Parameter Type Description Example
fuel str Fuel species name 'CH4'
mech_file str Cantera mechanism file 'gri30.cti'
end_threshold float HRR threshold to end simulation (J/m³s) 2e5
ign_HRR_threshold_div int Divisor for max HRR to define ignition 300
ign_GPS_resolution int Timesteps per interval during ignition 200
norm_GPS_resolution int Timesteps per interval post-ignition 40
GPS_per_interval int GPS evaluation points per interval 4
n_cases int Number of simulations to run 100
t_rng list Temperature range [min, max] (K) [800, 2300]
p_rng list Log pressure range [min, max] (atm) [2.1, 2.5]
phi_rng list Equivalence ratio range (not used if species_ranges set) [0.6, 1.4]
alpha float GPS pathway threshold (smaller = more species) 0.001
always_threshold float Species occurrence threshold for "always include" 0.99
never_threshold float Species occurrence threshold for "never include" 0.01
pathname str Output directory for data 'TrainingData/Data'
species_ranges dict Species composition ranges {'CH4': (0, 1), 'O2': (0, 0.4)}

Outputs: - pathname/data.csv - State vectors: [Temperature, Pressure, species mole fractions] - pathname/species.csv - Binary masks: 1 if species important in that timestep - pathname/always_spec_nums.csv - Indices of always-included species - pathname/never_spec_nums.csv - Indices of never-included species

Example:

make_data_parallel(
    fuel='CH4', mech_file='gri30.cti', end_threshold=2e5,
    ign_HRR_threshold_div=300, ign_GPS_resolution=200,
    norm_GPS_resolution=40, GPS_per_interval=4, n_cases=100,
    t_rng=[800, 2300], p_rng=[2.1, 2.5], phi_rng=[0.6, 1.4],
    alpha=0.001, always_threshold=0.99, never_threshold=0.01,
    pathname='TrainingData/CH4_data', species_ranges={
        'CH4': (0, 1), 'N2': (0, 0.8), 'O2': (0, 0.4)
    }
)

process_simulation() (internal)

def process_simulation(sim_data) -> tuple[np.ndarray, np.ndarray]

Internal function called by joblib.Parallel for each simulation. Returns state vectors and species masks for one autoignition run.


mech_train.py - Neural Network Training

Trains ensemble of ANNs to predict important species based on thermochemical state.

spec_train()

def spec_train(X_train, Y_train) -> tuple[Model, History, History]

Purpose: Train a single ANN model for species prediction.

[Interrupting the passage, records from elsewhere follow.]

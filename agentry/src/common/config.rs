/*
 * Copyright (c) 2024. Govcraft
 *
 * Licensed under either of
 *   * Apache License, Version 2.0 (the "License");
 *     you may not use this file except in compliance with the License.
 *     You may obtain a copy of the License at http://www.apache.org/licenses/LICENSE-2.0
 *   * MIT license: http://opensource.org/licenses/MIT
 *
 * Unless required by applicable law or agreed to in writing, software
 * distributed under the License is distributed on an "AS IS" BASIS,
 * WITHOUT WARRANTIES OR CONDITIONS OF ANY KIND, either express or implied.
 * See the applicable License for the specific language governing permissions and
 * limitations under that License.
 */

use std::time::Duration;

use lazy_static::lazy_static;
use serde::{Deserialize, Serialize};

/// Configuration for the Agentry runtime.
///
/// Loaded from `config.toml` in the XDG configuration directory for the
/// `agentry` prefix. Every section falls back to its defaults when absent.
///
/// ```toml
/// [timeouts]
/// remote_query_ms = 1000
/// reconnect_delay_ms = 1000
///
/// [network]
/// bind_address = "127.0.0.1"
/// master_port = 5081
/// ```
#[derive(Debug, Clone, Default, Serialize, Deserialize)]
#[serde(default)]
pub struct AgentryConfig {
    /// Timeout configuration
    pub timeouts: TimeoutConfig,
    /// Limits and capacity configuration
    pub limits: LimitsConfig,
    /// Network configuration for master containers
    pub network: NetworkConfig,
    /// Default names
    pub defaults: DefaultsConfig,
}

/// Timeout-related configuration values
#[derive(Debug, Clone, Serialize, Deserialize)]
#[serde(default)]
pub struct TimeoutConfig {
    /// Bound on each remote directory or duplicate-name query, in milliseconds
    pub remote_query_ms: u64,
    /// Default wait for a reply in `request`, in milliseconds
    pub request_ms: u64,
    /// Delay between slave reconnection attempts, in milliseconds
    pub reconnect_delay_ms: u64,
    /// Grace period for agent tasks to finish on container shutdown, in milliseconds
    pub shutdown_ms: u64,
}

/// Limits and capacity configuration
#[derive(Debug, Clone, Serialize, Deserialize)]
#[serde(default)]
pub struct LimitsConfig {
    /// Maximum length of a single protocol line in bytes
    pub max_frame_size: usize,
    /// Mailbox depth above which a warning is logged
    pub mailbox_warn_depth: usize,
}

/// Network configuration
#[derive(Debug, Clone, Serialize, Deserialize)]
#[serde(default)]
pub struct NetworkConfig {
    /// Address a master container binds its listener to
    pub bind_address: String,
    /// Port a master container listens on; 0 picks an ephemeral port
    pub master_port: u16,
}

/// Default configuration values
#[derive(Debug, Clone, Serialize, Deserialize)]
#[serde(default)]
pub struct DefaultsConfig {
    /// Container name when none is provided
    pub container_name: String,
    /// Prefix for generated gateway agent names
    pub gateway_prefix: String,
}

impl Default for TimeoutConfig {
    fn default() -> Self {
        Self {
            remote_query_ms: 1_000,
            request_ms: 1_000,
            reconnect_delay_ms: 1_000,
            shutdown_ms: 5_000,
        }
    }
}

impl Default for LimitsConfig {
    fn default() -> Self {
        Self {
            max_frame_size: 1024 * 1024,
            mailbox_warn_depth: 1024,
        }
    }
}

impl Default for NetworkConfig {
    fn default() -> Self {
        Self {
            bind_address: "0.0.0.0".to_string(),
            master_port: 0,
        }
    }
}

impl Default for DefaultsConfig {
    fn default() -> Self {
        Self {
            container_name: "container".to_string(),
            gateway_prefix: "gateway".to_string(),
        }
    }
}

impl AgentryConfig {
    /// Bound on a single remote query.
    pub const fn remote_query_timeout(&self) -> Duration {
        Duration::from_millis(self.timeouts.remote_query_ms)
    }

    /// Deadline of a request made without an explicit timeout.
    pub const fn request_timeout(&self) -> Duration {
        Duration::from_millis(self.timeouts.request_ms)
    }

    /// Delay between slave reconnection attempts.
    pub const fn reconnect_delay(&self) -> Duration {
        Duration::from_millis(self.timeouts.reconnect_delay_ms)
    }

    /// Grace period for agent tasks during shutdown.
    pub const fn shutdown_timeout(&self) -> Duration {
        Duration::from_millis(self.timeouts.shutdown_ms)
    }

    /// Parse a configuration from TOML text.
    pub fn from_toml_str(text: &str) -> Result<Self, toml::de::Error> {
        toml::from_str(text)
    }

    /// Load configuration from XDG-compliant locations.
    ///
    /// Looks for `agentry/config.toml` under `$XDG_CONFIG_HOME` and the XDG
    /// config search path. A missing file yields the defaults; a malformed
    /// file is logged and also yields the defaults.
    pub fn load() -> Self {
        use tracing::{error, info};

        let xdg_dirs = match xdg::BaseDirectories::with_prefix("agentry") {
            Ok(dirs) => dirs,
            Err(e) => {
                error!("Failed to initialize XDG directories: {}", e);
                return Self::default();
            }
        };

        let Some(path) = xdg_dirs.find_config_file("config.toml") else {
            info!("No configuration file found, using defaults");
            return Self::default();
        };

        info!("Loading configuration from: {}", path.display());
        match std::fs::read_to_string(&path) {
            Ok(config_str) => match Self::from_toml_str(&config_str) {
                Ok(config) => config,
                Err(e) => {
                    error!("Failed to parse configuration file {}: {}", path.display(), e);
                    Self::default()
                }
            },
            Err(e) => {
                error!("Failed to read configuration file {}: {}", path.display(), e);
                Self::default()
            }
        }
    }
}

lazy_static! {
    /// Global configuration instance loaded from XDG-compliant locations
    pub static ref CONFIG: AgentryConfig = AgentryConfig::load();
}

#[cfg(test)]
mod tests {
    use super::*;

    #[test]
    fn test_defaults_match_protocol_timeout() {
        let config = AgentryConfig::default();
        assert_eq!(config.timeouts.remote_query_ms, 1_000);
        assert_eq!(config.remote_query_timeout(), Duration::from_secs(1));
        assert_eq!(config.limits.max_frame_size, 1024 * 1024);
        assert_eq!(config.request_timeout(), Duration::from_secs(1));
    }

    #[test]
    fn test_partial_toml_keeps_other_defaults() {
        let config = AgentryConfig::from_toml_str(
            r#"
            [timeouts]
            reconnect_delay_ms = 250

            [network]
            master_port = 5081
            "#,
        )
        .expect("valid toml");
        assert_eq!(config.timeouts.reconnect_delay_ms, 250);
        assert_eq!(config.timeouts.remote_query_ms, 1_000);
        assert_eq!(config.network.master_port, 5081);
        assert_eq!(config.network.bind_address, "0.0.0.0");
        assert_eq!(config.defaults.container_name, "container");
    }

    #[test]
    fn test_malformed_toml_is_an_error() {
        assert!(AgentryConfig::from_toml_str("[timeouts\nremote_query_ms = ").is_err());
    }
}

Parameters: - X_train (np.ndarray): Normalized input data [samples, features] - Y_train (np.ndarray): Binary target data [samples, species]

Returns: - model - Trained Keras model - history - Training history - train_test_history - Train/test split history

Default Architecture:

Input Layer: [Temperature, Pressure, species mole fractions]
  ↓
Dense(16, activation='relu', kernel_initializer='he_normal')
  ↓
Dense(Y_train.shape[1], activation='sigmoid')
  ↓
Output Layer: [binary predictions for each species]

To customize architecture, edit spec_train() before the output layer:

# Current default:
model.add(tf.keras.layers.Dense(16, activation='relu', kernel_initializer='he_normal'))

# Example: Add deeper network
model.add(tf.keras.layers.Dense(64, activation='relu', kernel_initializer='he_normal'))
model.add(tf.keras.layers.Dropout(0.2))
model.add(tf.keras.layers.Dense(32, activation='relu', kernel_initializer='he_normal'))

make_model()

def make_model(input_specs, data_path, scaler_path, model_path)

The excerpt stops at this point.